I wish I had gone out today instead of yesterday.

I have other things to do than have someone dumped into me who I can't stand. Her mother even came early to the house today with the BRAT ....didn't even ring the bell but rang my partner's phone to open the door....

I have put all the cutlery in the dishwasher on the pretext of a bulk sterilisation so my partner's daughter can't steal anything......

I even did washing early and put things away so the probability of towels being stolen is minimised.....

If the BRAT stinks, I am dreading the odour from the mother, i.e. my partner's daughter.....

LORD HELP ME........

I personally feel that my partner enables his daughter. If I knew that someone did not like my kids I wouldn't have left my kids with them unless there was absolutely NO ALTERNATIVE.

I also think that this may have been preplanned to dump the BRAT onto me.. My partner had no plans to go out but said he had to pop out all of a sudden with his friend and brother to see a building job. He did take his work rucksack with tools so I do believe him.....

I woner what has happened to the 10 million friends that my partner's daughter has? I feel that her worthless brother and she are trying to use me indirectly through stealing from my home and basically lying.

I will see what happens this Weds when my partner is at work. I may disappear with my grandchildren. SHE AND HER STINKY BRAT CAN **** **F!!!!!

TwirlMS's picture

"When you took your wedding vows you agreed to love and cherish each other. When your DH confides in SD about private matters between the two of you he is not showing he loves or cherishes you. He is disrespectful of you and of the sanctity of your marriage. It is emotional adultery. I would give him the choice of acting like a husband or ending the marriage."

I'll agree with this first part, but not the last. If you do this or don't do that(fill in the blank), I'll divorce you.
This statement is a threat and a signal that your commitment to the marriage is conditional. Your intention might be to draw boundaries or give a warning, but you're really saying, "Measure up to my standards, or you will prove yourself unworthy of me." That's not a "til-death-do-us-part" promise or a covenant with God.

When crisis happens in your marriage, seek counsel until the issue can be worked out. Divorce is a decision that could make your life MORE complicated, and not necessarily happier.

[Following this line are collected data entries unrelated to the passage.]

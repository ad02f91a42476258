//! Route handlers, one module per area of the registry.

pub mod assets;
pub mod finance;
pub mod leaders;
pub mod members;
pub mod notifications;
pub mod reports;
pub mod sacraments;
pub mod settings;

use std::collections::HashMap;

use axum::extract::Multipart;
use mkwawa_core::collab::Upload;

use crate::error::ApiError;

/// A decoded `multipart/form-data` body.
#[derive(Debug, Default)]
pub struct MultipartForm {
  pub fields: HashMap<String, String>,
  pub files:  HashMap<String, Upload>,
}

impl MultipartForm {
  pub async fn read(mut multipart: Multipart) -> Result<Self, ApiError> {
    let mut form = Self::default();
    while let Some(field) = multipart
      .next_field()
      .await
      .map_err(|e| ApiError::BadRequest(e.to_string()))?
    {
      let name = field.name().unwrap_or_default().to_owned();
      match field.file_name().map(str::to_owned) {
        Some(file_name) => {
          let bytes = field
            .bytes()
            .await
            .map_err(|e| ApiError::BadRequest(e.to_string()))?;
          form.files.insert(name, Upload { file_name, bytes: bytes.to_vec() });
        }
        None => {
          let text = field
            .text()
            .await
            .map_err(|e| ApiError::BadRequest(e.to_string()))?;
          form.fields.insert(name, text);
        }
      }
    }
    Ok(form)
  }

  /// The file sent under `name`; a validation error names the field when
  /// it is missing.
  pub fn file(&mut self, name: &'static str) -> Result<Upload, ApiError> {
    self
      .files
      .remove(name)
      .ok_or_else(|| mkwawa_core::Error::validation(name, "a file is required").into())
  }
}
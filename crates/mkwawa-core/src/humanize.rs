//! Human-readable durations shown alongside records.

use chrono::{DateTime, Datelike, NaiveDate, NaiveTime, Utc};

fn plural(n: i64, unit: &str) -> String {
  if n == 1 { format!("{n} {unit}") } else { format!("{n} {unit}s") }
}

/// Completed years between `date_of_birth` and `today`.
pub fn age(date_of_birth: NaiveDate, today: NaiveDate) -> i32 {
  let had_birthday =
    (today.month(), today.day()) >= (date_of_birth.month(), date_of_birth.day());
  today.year() - date_of_birth.year() - i32::from(!had_birthday)
}

/// "`Y` years, `M` months, `D` days" since `start`, borrowing 30 days per
/// month when the day difference is negative.
pub fn time_in_service(start: NaiveDate, today: NaiveDate) -> String {
  let mut years = today.year() - start.year();
  let mut months = today.month() as i32 - start.month() as i32;
  let mut days = today.day() as i32 - start.day() as i32;

  if days < 0 {
    months -= 1;
    days += 30;
  }
  if months < 0 {
    years -= 1;
    months += 12;
  }
  format!("{years} years, {months} months, {days} days")
}

/// Rental period rendered in the largest calendar unit that is at least one
/// (weeks of 7 days, months of 30, years of 365). `None` when `end` precedes
/// `start`.
pub fn rental_duration(start: NaiveDate, end: NaiveDate) -> Option<String> {
  let days = (end - start).num_days();
  if days < 0 {
    return None;
  }
  Some(match days {
    0..=6 => plural(days, "day"),
    7..=29 => plural(days / 7, "week"),
    30..=364 => plural(days / 30, "month"),
    _ => plural(days / 365, "year"),
  })
}

/// Coarse "N units" bucket for an absolute number of seconds.
fn bucket(seconds: i64) -> String {
  match seconds {
    s if s < 60 => plural(s, "second"),
    s if s < 3_600 => plural(s / 60, "minute"),
    s if s < 86_400 => plural(s / 3_600, "hour"),
    s if s < 604_800 => plural(s / 86_400, "day"),
    s if s < 2_592_000 => plural(s / 604_800, "week"),
    s if s < 31_536_000 => plural(s / 2_592_000, "month"),
    s => plural(s / 31_536_000, "year"),
  }
}

/// "just now" / "N units ago" for a past instant.
pub fn time_since(past: DateTime<Utc>, now: DateTime<Utc>) -> String {
  let seconds = (now - past).num_seconds().max(0);
  if seconds < 60 {
    return "just now".to_owned();
  }
  format!("{} ago", bucket(seconds))
}

/// Distance from `now` to a calendar date, "N units to come" for the future
/// and "N units ago" for the past. Also returns the signed offset in seconds,
/// which orders future dates first when sorted descending.
pub fn relative_date(date: NaiveDate, now: DateTime<Utc>) -> (String, i64) {
  let at = date.and_time(NaiveTime::MIN).and_utc();
  let offset = (at - now).num_seconds();
  if offset > 0 {
    (format!("{} to come", bucket(offset)), offset)
  } else {
    (format!("{} ago", bucket(-offset)), offset)
  }
}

My husband confided some things to his daughter that were none of her business. A temporary bad decision on his part. One that he has since regretted.

sandye21's picture

I guess we'll have to agree to disagree. If my DH used SD as a confidante to betray me and our marriage, it is emotional adultery. My DH DID do this for years and I would not go through the pain it caused again. It's just a deal breaker for me at this point in my life - maybe not for you. In my case, it would not be a threat, it would be a promise. I guess the OP will have to ask herself where her particular limits are.

TwirlMS's picture

It's hard to believe that a good father would think it ok to elevate his daughter into the role of his marriage counselor. How do you even put their relationship back into father/daughter mode once he's turned her into his personal therapist? I would define what is happening as gossiping. A hurtful thing with a victim for sure. Adultery is a sexual thing and I don't want to blur that definition.

DH has accidentally heard me confiding personal things about him to my sister. That hurt his feelings and causes my sister, a family member, to have a skewed opinion of him. Unfair to him as well.

I guess that's why I choose this anonymous message board to get feedback to some extent. Some men confide in their mothers about their wives, and in this case their daughters. We wouldn't say they're committing "emotional adultery" with their mother.

I'm counseling a friend who's husband was accepting friend requests from females on Skype. My friend says that's "emotional adultery". No, it's flirting. Also bad, but let's call it what it is. Even though he's totally deleted Skype and is sorry for this poor choice, what he considered innocent, she is adamant that he has committed the unforgivable sin. Willing to throw out a decades long marriage because of something stupid.

MoonBeam13's picture

Thanks for all your responses! You're all so insightful.